The researchers highlight that societal preferences and expectations for death and dying may have permanently changed, and if so, that new models of delivering palliative and end of life care in the community would be needed to reduce pressures on the NHS and ensure dying people are supported to die well at home.
Attention is also needed to ensuring carers and family members do not become overwhelmed, as many have done during the pandemic. Greater support for those affected by bereavement and complicated grief during the pandemic is also urgently needed.
Dr Barclay said: “Bereavement has been a much more difficult experience for people during the pandemic, whether loved ones died from COVID-19, died from non-COVID conditions, or were bereaved before the pandemic. There is pressing need to develop bereavement support to address this ‘tsunami of grief’.”
Alongside the Better End of Life report, a new survey of bereaved carers, by Marie Curie and conducted in partnership with data and insights provider Dynata, showed that three quarters of people who died at home during the pandemic may not have got all the health and social care they needed.
Carers also shared that they took on more emotional burdens when caring for their dying loved one, yet three out of four of all respondents felt they were not offered all the care and support they needed as carers.
In light of today’s report, end of life charity Marie Curie is calling for a long-term settlement to ensure end of life care is sustainably funded, with a particular emphasis on ensuring people dying at home, and their carers, always receive the support they need.
Marie Curie Chief Executive Matthew Reed, said: “Many people will not be able to forget the deaths we have experienced this last year, but it is crucial that the lessons learned during the pandemic are applied to policy and practice in ways that help ensure that, in future, everyone has the best possible end of life care and experience.
“Palliative and end of life care must be an essential part of the health and social care system and not a forgotten after-thought.
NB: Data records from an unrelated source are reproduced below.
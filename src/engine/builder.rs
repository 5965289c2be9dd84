//! Single-pass tree builder driven by an imperative trace of directive calls
//!
//! One mutable cursor tracks the currently open parent node; literal text is
//! intercepted by an explicit stack of string sinks (the capture faculty)
//! and flushed into raw-content nodes before any structural mutation.
//! Fragment sinks stack above the builder's own capture and must be closed
//! before the tree can change again.

use crate::engine::node::{NodeArena, NodeId, NodeKind, NodeTag};
use crate::engine::DefaultSlotPromotion;
use crate::error::EngineError;

#[derive(Debug)]
pub struct NodeTreeBuilder {
    arena: NodeArena,
    cursor: NodeId,
    sinks: Vec<String>,
    /// Sink-stack depth of the builder's own capture, when active
    level: Option<usize>,
}

impl NodeTreeBuilder {
    pub fn new(promotion: DefaultSlotPromotion) -> Self {
        let arena = NodeArena::new(promotion);
        let cursor = arena.root();
        Self {
            arena,
            cursor,
            sinks: Vec::new(),
            level: None,
        }
    }

    /// The currently open parent node
    pub fn cursor(&self) -> NodeId {
        self.cursor
    }

    pub fn arena(&self) -> &NodeArena {
        &self.arena
    }

    pub fn is_capturing(&self) -> bool {
        self.level.is_some()
    }

    /// Current nesting depth of the capture faculty (fragments included)
    pub fn capture_depth(&self) -> usize {
        self.sinks.len()
    }

    /// Begins intercepting literal text; idempotent while already active
    pub fn start_capture(&mut self) {
        if self.level.is_none() {
            self.sinks.push(String::new());
            self.level = Some(self.sinks.len());
        }
    }

    /// Flushes pending literal text and stops intercepting
    ///
    /// Unforced calls fail if a fragment was left open past this boundary;
    /// `force` unwinds best-effort, deepest sink first.
    pub fn stop_capture(&mut self, force: bool) -> Result<(), EngineError> {
        let level = match self.level {
            Some(level) => level,
            None => return Ok(()),
        };

        if !force && self.sinks.len() > level {
            return Err(EngineError::illegal_capture(
                "a fragment capture was left open past the builder's boundary",
            ));
        }

        while self.sinks.len() > level {
            self.sinks.pop();
        }
        let pending = self.sinks.pop().unwrap_or_default();
        self.level = None;
        if !pending.is_empty() {
            self.arena
                .attach(self.cursor, NodeKind::RawContent { content: pending })?;
        }
        Ok(())
    }

    /// Runs `f` with capturing guaranteed active, restoring the prior
    /// capture state afterward
    pub fn capture(
        &mut self,
        f: impl FnOnce(&mut Self) -> Result<(), EngineError>,
    ) -> Result<(), EngineError> {
        let was_closed = !self.is_capturing();
        if was_closed {
            self.start_capture();
        }
        f(self)?;
        if was_closed {
            self.stop_capture(false)?;
        }
        Ok(())
    }

    /// Appends literal text to the innermost active sink
    pub fn write(&mut self, text: &str) -> Result<(), EngineError> {
        match self.sinks.last_mut() {
            Some(sink) => {
                sink.push_str(text);
                Ok(())
            }
            None => Err(EngineError::illegal_capture(
                "no active capture to write literal content to",
            )),
        }
    }

    /// Opens a fragment sink above the builder's own capture
    pub fn begin_fragment(&mut self) -> Result<(), EngineError> {
        if self.level.is_none() {
            return Err(EngineError::illegal_capture(
                "cannot open a fragment outside an active capture",
            ));
        }
        self.sinks.push(String::new());
        Ok(())
    }

    /// Closes the innermost fragment sink and returns its content
    pub fn end_fragment(&mut self) -> Result<String, EngineError> {
        let open = self
            .level
            .map(|level| self.sinks.len() > level)
            .unwrap_or(false);
        if !open {
            return Err(EngineError::illegal_capture("no open fragment to close"));
        }
        Ok(self.sinks.pop().expect("fragment sink exists"))
    }

    /// Attaches a node under the cursor; parent-kind nodes take the cursor
    pub fn add_node(&mut self, kind: NodeKind) -> Result<NodeId, EngineError> {
        self.ensure_no_open_fragment()?;
        self.flush_pending();
        let id = self.arena.attach(self.cursor, kind)?;
        if NodeArena::is_parent_tag(self.arena.tag(id)) {
            self.cursor = id;
        }
        Ok(id)
    }

    /// Closes the cursor node, which must be exactly `expect`
    pub fn exit_node(&mut self, expect: NodeId) -> Result<(), EngineError> {
        if self.cursor != expect {
            return Err(EngineError::invalid_tree(format!(
                "cannot end {} node, {} node was left open",
                self.arena.tag(expect),
                self.arena.tag(self.cursor)
            )));
        }
        self.do_exit()
    }

    /// Closes the cursor node, which must be of kind `expect`
    pub fn exit_kind(&mut self, expect: NodeTag) -> Result<(), EngineError> {
        if self.arena.tag(self.cursor) != expect {
            return Err(EngineError::invalid_tree(format!(
                "cannot end {} node, {} node was left open",
                expect,
                self.arena.tag(self.cursor)
            )));
        }
        self.do_exit()
    }

    fn do_exit(&mut self) -> Result<(), EngineError> {
        self.ensure_no_open_fragment()?;
        self.flush_pending();
        self.arena.on_close(self.cursor);
        let mut parent = self
            .arena
            .parent(self.cursor)
            .ok_or_else(|| EngineError::invalid_tree("the root node cannot be ended"))?;
        // The cursor never rests on the implicit default use-slot; content
        // is routed into it, so ascend through it to the use-component
        if matches!(
            self.arena.kind(parent),
            NodeKind::UseSlot { implicit: true, .. }
        ) {
            parent = self.arena.parent(parent).expect("use-slot has a parent");
        }
        self.cursor = parent;
        Ok(())
    }

    /// Finishes the build; valid only when the cursor returned to the root
    pub fn build_tree(&mut self) -> Result<NodeId, EngineError> {
        if self.is_capturing() {
            self.stop_capture(false)?;
        }
        if self.cursor != self.arena.root() {
            return Err(EngineError::invalid_tree(format!(
                "{} node was left open",
                self.arena.tag(self.cursor)
            )));
        }
        Ok(self.arena.root())
    }

    /// Surrenders the finished tree for rendering
    pub fn into_arena(self) -> NodeArena {
        self.arena
    }

    /// Failure cleanup: force-closes every pending sink, deepest first
    pub fn force_unwind(&mut self) {
        let _ = self.stop_capture(true);
    }

    fn ensure_no_open_fragment(&self) -> Result<(), EngineError> {
        let open = self
            .level
            .map(|level| self.sinks.len() > level)
            .unwrap_or(false);
        if open {
            return Err(EngineError::illegal_capture(
                "cannot modify the tree while a fragment capture is open",
            ));
        }
        Ok(())
    }

    /// Moves pending literal text into a raw-content child of the cursor
    fn flush_pending(&mut self) {
        if let Some(level) = self.level {
            let content = std::mem::take(&mut self.sinks[level - 1]);
            if !content.is_empty() {
                self.arena
                    .attach(self.cursor, NodeKind::RawContent { content })
                    .expect("raw content is attachable anywhere");
            }
        }
    }
}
Hospitals and care homes have rightly had a focus in the pandemic but the Better End of Life 2021 Research Report shows us that many in our society fall through the cracks when they need support at the end of life.
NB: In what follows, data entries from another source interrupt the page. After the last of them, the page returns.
//! Error types for the composition engine

use std::path::PathBuf;

use thiserror::Error;

/// Errors that can occur while driving a render
#[derive(Debug, Error)]
pub enum EngineError {
    /// A directive was invoked with no render context currently open
    #[error("no active render: {message}")]
    NoActiveRender { message: String },

    /// A close directive mismatched the open node, the tree finished with
    /// unclosed directives, or a context-dependent directive was used
    /// outside its required enclosing context
    #[error("invalid tree structure: {message}")]
    InvalidTreeStructure { message: String },

    /// The capture faculty was entered or exited out of order
    #[error("illegal capture action: {message}")]
    IllegalCaptureAction { message: String },

    /// A slot or use-slot name collided where uniqueness is required
    #[error("duplicate directive name '{name}': {message}")]
    DuplicateDirectiveName { name: String, message: String },

    /// The loader could not resolve a logical template-unit name
    #[error("template unit not found: '{name}' (checked {})", checked.join(", "))]
    TemplateUnitNotFound { name: String, checked: Vec<String> },

    /// A file-backed unit resolved but no handler accepts its content type
    #[error("no loader for unit: {}", path.display())]
    NoLoaderForUnit { path: PathBuf },

    /// A file-backed unit could not be read
    #[error("error reading template unit {}: {source}", path.display())]
    UnitRead {
        path: PathBuf,
        #[source]
        source: std::io::Error,
    },
}

impl EngineError {
    /// Create a no-active-render error
    pub fn no_active_render(message: impl Into<String>) -> Self {
        Self::NoActiveRender {
            message: message.into(),
        }
    }

    /// Create an invalid tree structure error
    pub fn invalid_tree(message: impl Into<String>) -> Self {
        Self::InvalidTreeStructure {
            message: message.into(),
        }
    }

    /// Create an illegal capture action error
    pub fn illegal_capture(message: impl Into<String>) -> Self {
        Self::IllegalCaptureAction {
            message: message.into(),
        }
    }

    /// Create a duplicate directive name error
    pub fn duplicate_name(name: impl Into<String>, message: impl Into<String>) -> Self {
        Self::DuplicateDirectiveName {
            name: name.into(),
            message: message.into(),
        }
    }

    /// Create a unit-not-found error listing every checked candidate
    pub fn unit_not_found(name: impl Into<String>, checked: Vec<String>) -> Self {
        Self::TemplateUnitNotFound {
            name: name.into(),
            checked,
        }
    }
}

#[cfg(test)]
mod tests {
    use super::*;

    #[test]
    fn test_invalid_tree_display() {
        let err = EngineError::invalid_tree("component node was left open");
        assert_eq!(
            err.to_string(),
            "invalid tree structure: component node was left open"
        );
    }

    #[test]
    fn test_not_found_lists_candidates() {
        let err = EngineError::unit_not_found(
            "page",
            vec![
                "\"page\"".to_string(),
                "\"templates/page.html\"".to_string(),
            ],
        );
        let msg = err.to_string();
        assert!(msg.contains("'page'"));
        assert!(msg.contains("templates/page.html"));
    }

    #[test]
    fn test_duplicate_name_display() {
        let err = EngineError::duplicate_name("title", "every 'title' slot is already overridden");
        assert!(err.to_string().contains("duplicate directive name 'title'"));
    }
}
“How the dying spend their final days lives on in the memory of the people who love them. It is true that most people would choose to die at home, but no one should be allowed to die in pain and without the essential care they need. Today, we are calling for a long-term settlement to make sure end of life care is sustainably funded, with a particular emphasis on ensuring people dying at home always receive the support they need.
“The Better End of Life research programme has never been more needed. In the coming years it will help national and local decisionmakers across the UK have the evidence they need to improve end of life experience for all.”
* Better End of Life 2021: Dying, death and bereavement during Covid-19 Research Report Sleeman, K.E., Murtagh, F.E.M., Kumar, R., O’Donnell, S., Cripps, R.L., Bone, A., McAleese, J., Lovick, R., Barclay, S., & Higginson, I.J. (King’s College London, Cicely Saunders Institute; Hull York Medical School, University of Hull; and University of Cambridge, UK). The impact of Covid-19 on dying, death and bereavement in the UK. Final report. London (UK): Marie Curie. 2021 April.